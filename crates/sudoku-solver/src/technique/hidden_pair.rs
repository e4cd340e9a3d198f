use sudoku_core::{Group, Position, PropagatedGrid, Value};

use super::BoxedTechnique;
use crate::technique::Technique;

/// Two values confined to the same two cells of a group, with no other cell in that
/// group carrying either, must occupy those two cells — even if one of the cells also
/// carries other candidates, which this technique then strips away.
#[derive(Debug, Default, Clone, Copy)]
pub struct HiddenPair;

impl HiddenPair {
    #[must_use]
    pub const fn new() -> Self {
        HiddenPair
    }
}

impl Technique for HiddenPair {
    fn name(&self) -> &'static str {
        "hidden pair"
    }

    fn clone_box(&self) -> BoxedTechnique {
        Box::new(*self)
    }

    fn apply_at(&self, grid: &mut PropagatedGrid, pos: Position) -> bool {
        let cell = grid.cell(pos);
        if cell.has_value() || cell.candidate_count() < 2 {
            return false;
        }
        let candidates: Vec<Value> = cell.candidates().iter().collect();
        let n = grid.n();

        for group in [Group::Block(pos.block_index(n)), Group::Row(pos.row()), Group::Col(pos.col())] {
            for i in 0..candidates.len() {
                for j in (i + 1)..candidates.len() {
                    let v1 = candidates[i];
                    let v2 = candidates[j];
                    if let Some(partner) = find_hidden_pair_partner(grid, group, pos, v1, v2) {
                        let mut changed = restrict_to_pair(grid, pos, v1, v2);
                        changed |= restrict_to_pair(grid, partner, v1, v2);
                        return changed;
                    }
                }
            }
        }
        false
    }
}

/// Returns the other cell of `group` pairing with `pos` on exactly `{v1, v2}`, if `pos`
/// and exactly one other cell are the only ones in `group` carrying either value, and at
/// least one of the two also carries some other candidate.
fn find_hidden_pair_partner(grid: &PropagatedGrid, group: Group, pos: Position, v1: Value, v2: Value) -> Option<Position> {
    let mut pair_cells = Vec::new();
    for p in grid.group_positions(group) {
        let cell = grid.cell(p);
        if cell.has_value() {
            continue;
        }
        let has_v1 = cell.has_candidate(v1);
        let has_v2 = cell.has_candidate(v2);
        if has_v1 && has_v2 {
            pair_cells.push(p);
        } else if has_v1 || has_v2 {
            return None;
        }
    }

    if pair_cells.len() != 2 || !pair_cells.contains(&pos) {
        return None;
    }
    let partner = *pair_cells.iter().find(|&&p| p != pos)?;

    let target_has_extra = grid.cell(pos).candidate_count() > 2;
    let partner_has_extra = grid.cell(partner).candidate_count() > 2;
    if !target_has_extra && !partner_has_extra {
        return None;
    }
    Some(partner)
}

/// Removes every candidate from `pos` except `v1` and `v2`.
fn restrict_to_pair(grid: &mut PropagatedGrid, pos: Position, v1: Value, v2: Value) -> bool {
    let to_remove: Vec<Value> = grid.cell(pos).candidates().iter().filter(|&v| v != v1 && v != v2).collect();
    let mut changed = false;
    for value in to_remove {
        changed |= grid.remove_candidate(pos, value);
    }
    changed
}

Activity
Look through the entries above for the word "HiddenPair". Copy every line where it shows up.

Task response
pub struct HiddenPair;
impl HiddenPair {
        HiddenPair
impl Technique for HiddenPair {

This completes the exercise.